若经非手术治疗2~3周后无效,钡餐检查不能通过,应做手术。首先应松解粘连,要考虑到输入、输出肠袢的问题,可在残留胃上另行切开探查吻合口,如能通过一横指,置入一粗橡皮管,橡皮管的一端应置于输出肠袢内,另一端从胃壁切开出引出体外,此处与腹膜固定一针,防止导管滑脱;若梗阻严重者,切除重新吻合。
11例因缝合处胃肠壁炎性水肿与痉挛所致的吻合口梗阻,经适当的非手术治疗后梗阻症状逐渐消失。1例因胃肠壁切口过小经保守治疗无效,梗阻严重,切除重新吻合。

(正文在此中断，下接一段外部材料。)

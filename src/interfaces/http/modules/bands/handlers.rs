//! Band API handlers
//!
//! Every route here runs behind the session middleware; the per-band
//! routes additionally extract `RequireMember`/`RequireAdmin`, so the
//! allow/deny policy lives in one place (`auth::guards`) instead of being
//! re-queried per handler.

use std::sync::Arc;

use axum::{
    extract::{FromRef, Path, State},
    http::StatusCode,
    Extension, Json,
};

use super::dto::{
    AddMemberRequest, BandDetail, BandDto, CreateBandRequest, MemberDto, UpdateBandRequest,
};
use crate::auth::guards::{RequireAdmin, RequireMember};
use crate::auth::middleware::{AuthState, CurrentUser};
use crate::domain::{CreateBandDto, DomainError, RepositoryProvider, UpdateBandDto};
use crate::interfaces::http::common::{ApiResponse, ValidatedJson};

/// Band handler state. Carries `AuthState` so the guards can extract it
/// via `FromRef`.
#[derive(Clone)]
pub struct BandHandlerState {
    pub repos: Arc<dyn RepositoryProvider>,
    pub auth: AuthState,
}

impl FromRef<BandHandlerState> for AuthState {
    fn from_ref(s: &BandHandlerState) -> Self {
        s.auth.clone()
    }
}

#[utoipa::path(
    post,
    path = "/api/bands",
    tag = "Bands",
    security(("bearer_auth" = [])),
    request_body = CreateBandRequest,
    responses(
        (status = 201, description = "Band created, creator is admin", body = ApiResponse<BandDto>),
        (status = 400, description = "Validation error"),
        (status = 401, description = "Not authenticated")
    )
)]
pub async fn create_band(
    State(state): State<BandHandlerState>,
    user: Option<Extension<CurrentUser>>,
    ValidatedJson(request): ValidatedJson<CreateBandRequest>,
) -> Result<(StatusCode, Json<ApiResponse<BandDto>>), DomainError> {
    let Some(Extension(user)) = user else {
        return Err(DomainError::Unauthorized("Not authenticated".to_string()));
    };

    let band = state
        .repos
        .bands()
        .create_with_admin(
            CreateBandDto {
                name: request.name,
                description: request.description,
            },
            &user.id,
        )
        .await?;

    tracing::info!(band_id = %band.id, user_id = %user.id, "Band created");

    Ok((StatusCode::CREATED, Json(ApiResponse::success(band.into()))))
}

#[utoipa::path(
    get,
    path = "/api/bands/{band_id}",
    tag = "Bands",
    security(("bearer_auth" = [])),
    params(("band_id" = String, Path, description = "Band ID")),
    responses(
        (status = 200, description = "Band details with the caller's role", body = ApiResponse<BandDetail>),
        (status = 401, description = "Not authenticated"),
        (status = 403, description = "Not a member of this band")
    )
)]
pub async fn get_band(
    State(state): State<BandHandlerState>,
    RequireMember(membership): RequireMember,
    Path(band_id): Path<String>,
) -> Result<Json<ApiResponse<BandDetail>>, DomainError> {
    let band = state
        .repos
        .bands()
        .find_by_id(&band_id)
        .await?
        .ok_or(DomainError::NotFound {
            entity: "Band",
            field: "id",
            value: band_id,
        })?;

    Ok(Json(ApiResponse::success(BandDetail::new(
        band,
        membership.role,
    ))))
}

#[utoipa::path(
    put,
    path = "/api/bands/{band_id}",
    tag = "Bands",
    security(("bearer_auth" = [])),
    params(("band_id" = String, Path, description = "Band ID")),
    request_body = UpdateBandRequest,
    responses(
        (status = 200, description = "Band updated", body = ApiResponse<BandDto>),
        (status = 401, description = "Not authenticated"),
        (status = 403, description = "Not a band admin")
    )
)]
pub async fn update_band(
    State(state): State<BandHandlerState>,
    RequireAdmin(_membership): RequireAdmin,
    Path(band_id): Path<String>,
    ValidatedJson(request): ValidatedJson<UpdateBandRequest>,
) -> Result<Json<ApiResponse<BandDto>>, DomainError> {
    let band = state
        .repos
        .bands()
        .update_band(
            &band_id,
            UpdateBandDto {
                name: request.name,
                description: request.description,
            },
        )
        .await?
        .ok_or(DomainError::NotFound {
            entity: "Band",
            field: "id",
            value: band_id,
        })?;

    Ok(Json(ApiResponse::success(band.into())))
}

#[utoipa::path(
    get,
    path = "/api/bands/{band_id}/members",
    tag = "Bands",
    security(("bearer_auth" = [])),
    params(("band_id" = String, Path, description = "Band ID")),
    responses(
        (status = 200, description = "Band roster", body = ApiResponse<Vec<MemberDto>>),
        (status = 401, description = "Not authenticated"),
        (status = 403, description = "Not a member of this band")
    )
)]
pub async fn list_members(
    State(state): State<BandHandlerState>,
    RequireMember(_membership): RequireMember,
    Path(band_id): Path<String>,
) -> Result<Json<ApiResponse<Vec<MemberDto>>>, DomainError> {
    let members = state.repos.memberships().list_members(&band_id).await?;

    Ok(Json(ApiResponse::success(
        members.into_iter().map(MemberDto::from).collect(),
    )))
}

#[utoipa::path(
    post,
    path = "/api/bands/{band_id}/members",
    tag = "Bands",
    security(("bearer_auth" = [])),
    params(("band_id" = String, Path, description = "Band ID")),
    request_body = AddMemberRequest,
    responses(
        (status = 201, description = "Member added", body = ApiResponse<MemberDto>),
        (status = 401, description = "Not authenticated"),
        (status = 403, description = "Not a band admin"),
        (status = 404, description = "No user with that email"),
        (status = 409, description = "Already a member")
    )
)]
pub async fn add_member(
    State(state): State<BandHandlerState>,
    RequireAdmin(_membership): RequireAdmin,
    Path(band_id): Path<String>,
    ValidatedJson(request): ValidatedJson<AddMemberRequest>,
) -> Result<(StatusCode, Json<ApiResponse<MemberDto>>), DomainError> {
    let user = state
        .repos
        .users()
        .find_by_email(&request.email)
        .await?
        .ok_or(DomainError::NotFound {
            entity: "User",
            field: "email",
            value: request.email,
        })?;

    let edge = state
        .repos
        .memberships()
        .add_member(&band_id, &user.id, request.role)
        .await?;

    tracing::info!(band_id = %band_id, user_id = %user.id, role = %edge.role.as_str(), "Member added");

    Ok((
        StatusCode::CREATED,
        Json(ApiResponse::success(MemberDto {
            user_id: user.id,
            email: user.email,
            first_name: user.first_name,
            last_name: user.last_name,
            role: edge.role,
            joined_at: edge.created_at,
        })),
    ))
}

胃大部切除术后吻合口梗阻原因有:①胃肠壁切口过小;②缝合时胃肠壁翻入过多;③缝合处胃肠壁炎性水肿与痉挛;④吻合口血肿的压迫;⑤极小的缝线瘘;⑥横结肠系膜裂口缩窄、粘连;⑦大网膜缺血坏死,趋向性粘连;⑧腹腔的感染。
胃大部切除术后施行胃残端与空肠吻合时,开口要够大,内翻的边缘宜少,并行间断缝合,也可将与其吻合的残胃留得稍大些,使之吻合后略呈漏斗形,从而可以扩大吻合口;吻合口张力较大时,切开十二指肠的外侧腹膜,必要时连同胰头一起剥离至看到下腔静脉为止;在吻合时止血要彻底,防止术后血肿;缝合要适宜,防止吻合口瘘和坏死;手术时要注意大网膜的血液循环,如发现血液供应不佳时,应予切除;纠正术前低血钾,防止吻合口的水肿;注意无菌操作,防止吻合口和腹腔的感染[1-5]。